The Day the Law Died
John Wagner, Alan Grant and various
Chosen by Gavin Hanly
It's only when I sat down to write a review myself that I realised what a tall order this task was. With well over 1500 single Dredd episodes to date (not even including the Megazines and annuals) there's a huge amount of Dredd out there. I was half tempted to give the award to "The Dead Man" for pulling off the best sleight of hand the comic has ever seen (even if I was particularly proud for having guessed it a few issues earlier) but decided that I still have fonder memories of an earlier "proper" Dredd tale.
The Day the Law Died, renamed "Judge Caligula" for its first collected outing, was (Tintin/Asterix aside) my effectively my first "trade paperback" purchase.
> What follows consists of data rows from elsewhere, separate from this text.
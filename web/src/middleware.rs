//! Request id tracking.
//!
//! Every request gets an id: the caller's `X-Request-ID` when it is a sane
//! token, otherwise a fresh UUID. The id is stored in request extensions,
//! recorded on an `http_request` span and echoed in the response header.
//!
//! ```ignore
//! let app = Router::new()
//!     .route("/api/registrations", post(create_registration))
//!     .layer(request_id_layer());
//! ```

use axum::{extract::Request, http::HeaderValue, response::Response};
use std::fmt;
use std::task::{Context, Poll};
use tower::{Layer, Service};
use tower_http::classify::{ServerErrorsAsFailures, SharedClassifier};
use tower_http::trace::TraceLayer;
use tracing::Instrument;
use uuid::Uuid;

/// Header name for the request id.
pub const REQUEST_ID_HEADER: &str = "X-Request-ID";

const MAX_REQUEST_ID_LEN: usize = 128;

/// Request id stored in request extensions by [`RequestIdLayer`].
#[derive(Debug, Clone, PartialEq, Eq)]
pub struct RequestId(pub String);

impl RequestId {
    fn generate() -> Self {
        Self(Uuid::new_v4().to_string())
    }

    /// Accept a caller-supplied id if it is 1-128 visible ASCII characters.
    fn from_header(value: &HeaderValue) -> Option<Self> {
        let value = value.to_str().ok()?;
        let acceptable = !value.is_empty()
            && value.len() <= MAX_REQUEST_ID_LEN
            && value.bytes().all(|b| b.is_ascii_graphic());
        acceptable.then(|| Self(value.to_string()))
    }
}

impl fmt::Display for RequestId {
    fn fmt(&self, f: &mut fmt::Formatter<'_>) -> fmt::Result {
        f.write_str(&self.0)
    }
}

/// Create a layer that tags every request with a [`RequestId`].
#[must_use]
pub const fn request_id_layer() -> RequestIdLayer {
    RequestIdLayer
}

/// Per-request latency and status logging, nested under the request id span.
#[must_use]
pub fn http_trace_layer() -> TraceLayer<SharedClassifier<ServerErrorsAsFailures>> {
    TraceLayer::new_for_http()
}

/// Layer for request id tracking.
#[derive(Clone, Copy, Debug)]
pub struct RequestIdLayer;

impl<S> Layer<S> for RequestIdLayer {
    type Service = RequestIdMiddleware<S>;

    fn layer(&self, inner: S) -> Self::Service {
        RequestIdMiddleware { inner }
    }
}

/// Middleware service for request id tracking.
#[derive(Clone, Debug)]
pub struct RequestIdMiddleware<S> {
    inner: S,
}

impl<S> Service<Request> for RequestIdMiddleware<S>
where
    S: Service<Request, Response = Response> + Send + 'static,
    S::Future: Send + 'static,
{
    type Response = S::Response;
    type Error = S::Error;
    type Future = std::pin::Pin<
        Box<dyn std::future::Future<Output = Result<Self::Response, Self::Error>> + Send>,
    >;

    fn poll_ready(&mut self, cx: &mut Context<'_>) -> Poll<Result<(), Self::Error>> {
        self.inner.poll_ready(cx)
    }

    fn call(&mut self, mut req: Request) -> Self::Future {
        let request_id = req
            .headers()
            .get(REQUEST_ID_HEADER)
            .and_then(RequestId::from_header)
            .unwrap_or_else(RequestId::generate);

        req.extensions_mut().insert(request_id.clone());

        let span = tracing::info_span!(
            "http_request",
            request_id = %request_id,
            method = %req.method(),
            uri = %req.uri(),
        );

        let fut = self.inner.call(req);

        Box::pin(async move {
            let mut response = fut.instrument(span).await?;

            if let Ok(value) = HeaderValue::from_str(&request_id.0) {
                response.headers_mut().insert(REQUEST_ID_HEADER, value);
            }

            Ok(response)
        })
    }
}

#[cfg(test)]
#[allow(clippy::unwrap_used, clippy::expect_used)]
mod tests {
    use super::*;
    use axum::{Extension, Router, body::Body, http::Request, routing::get};
    use tower::ServiceExt;

    fn app() -> Router {
        Router::new()
            .route(
                "/echo",
                get(|Extension(id): Extension<RequestId>| async move { id.0 }),
            )
            .layer(request_id_layer())
    }

    async fn call(header: Option<&str>) -> (String, String) {
        let mut builder = Request::builder().uri("/echo");
        if let Some(value) = header {
            builder = builder.header(REQUEST_ID_HEADER, value);
        }
        let response = app()
            .oneshot(builder.body(Body::empty()).unwrap())
            .await
            .unwrap();

        let header = response
            .headers()
            .get(REQUEST_ID_HEADER)
            .expect("request id header should be present")
            .to_str()
            .unwrap()
            .to_string();
        let bytes = axum::body::to_bytes(response.into_body(), usize::MAX)
            .await
            .unwrap();
        (header, String::from_utf8(bytes.to_vec()).unwrap())
    }

    #[tokio::test]
    async fn generates_id_when_missing() {
        let (header, body) = call(None).await;
        assert!(Uuid::parse_str(&header).is_ok());
        assert_eq!(header, body);
    }

    #[tokio::test]
    async fn preserves_caller_id() {
        let (header, body) = call(Some("checkout-42")).await;
        assert_eq!(header, "checkout-42");
        assert_eq!(body, "checkout-42");
    }

    #[tokio::test]
    async fn replaces_unusable_id() {
        let (header, _) = call(Some("has spaces")).await;
        assert_ne!(header, "has spaces");
        assert!(Uuid::parse_str(&header).is_ok());
    }
}
//! HTTP transport to the mobile-payment provider.

use racepay_core::BoxFuture;
use racepay_core::gateway::{GatewayRequest, GatewayTransport, RawGatewayResponse, TransportError};
use reqwest::Client;
use serde::Serialize;
use std::time::Duration;

/// Outbound JSON body.
#[derive(Debug, Serialize)]
struct PaymentBody<'a> {
    reference: &'a str,
    amount_cents: u64,
    currency: &'a str,
    payer_id: &'a str,
    phone: &'a str,
    bank_code: &'a str,
}

impl<'a> From<&'a GatewayRequest> for PaymentBody<'a> {
    fn from(request: &'a GatewayRequest) -> Self {
        Self {
            reference: &request.reference,
            amount_cents: request.amount.cents(),
            currency: &request.currency,
            payer_id: &request.payer_id,
            phone: &request.phone,
            bank_code: &request.bank_code,
        }
    }
}

/// reqwest-backed [`GatewayTransport`].
///
/// Any HTTP response, whatever its status, is returned as a
/// [`RawGatewayResponse`]; only a missing response is an error.
#[derive(Clone)]
pub struct HttpGatewayTransport {
    client: Client,
    url: String,
    api_key: String,
}

impl HttpGatewayTransport {
    /// Transport posting to `url` with a bearer `api_key`.
    ///
    /// # Errors
    ///
    /// Returns [`TransportError::Other`] if the HTTP client cannot be built.
    pub fn new(
        url: impl Into<String>,
        api_key: impl Into<String>,
        timeout: Duration,
    ) -> Result<Self, TransportError> {
        let client = Client::builder()
            .timeout(timeout)
            .build()
            .map_err(|e| TransportError::Other(e.to_string()))?;

        Ok(Self {
            client,
            url: url.into(),
            api_key: api_key.into(),
        })
    }
}

fn transport_error(error: &reqwest::Error) -> TransportError {
    if error.is_timeout() {
        TransportError::Timeout
    } else if error.is_connect() || error.is_request() {
        TransportError::Connection(error.to_string())
    } else {
        TransportError::Other(error.to_string())
    }
}

impl GatewayTransport for HttpGatewayTransport {
    fn send(
        &self,
        request: GatewayRequest,
    ) -> BoxFuture<'_, Result<RawGatewayResponse, TransportError>> {
        Box::pin(async move {
            let response = self
                .client
                .post(&self.url)
                .bearer_auth(&self.api_key)
                .json(&PaymentBody::from(&request))
                .send()
                .await
                .map_err(|e| transport_error(&e))?;

            let status = response.status().as_u16();
            let body = response.text().await.map_err(|e| transport_error(&e))?;

            Ok(RawGatewayResponse::new(status, body))
        })
    }
}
I seem to remember getting into 2000AD around the same time and Titan had just started putting out collections of the stuff I missed. And boy had I missed something in the rise and fall (literally) of Judge Cal.
The mad tyrant is possibly the best villain Dredd has ever come up against, perhaps because he's one that Dredd himself can't take on directly. Dredd's battered and bruised throughout the story but rarely gets neal Cal himself. Even when he finally confronts Cal at the end, it's Fergie who ultimately takes the glory. Indeed, the best thing about this epic, and most of the great Dredd tales, is that Dredd himself is almost a supporting character, with the lunacy of Cal taking centre stage. After all, it's Cal's relationship with Judge Slocum, Judge Fish, Aaron A Aardvark and many other snippets that really stick out and, more importantly, stand the test of time. So it was with great satisfaction that, when picking up Case Files 2, it was cemented in its standing as my favourite Dredd strip ever...
Mandroid
John Wagner and Kev Walker
Chosen by Adam Crabtree
So, let me set the scene for you. Prog 1459. My first year on the Good Ship Tharg. Savage Book II and Leatherjack are kicking my ass with quality, Sinister Dexter was entering a brief new epoch of quality with “And Death Shall Have No Dumb Minions” (it’d last about a year… c’uh!) and Breathing Space (remember that?) was there. As well.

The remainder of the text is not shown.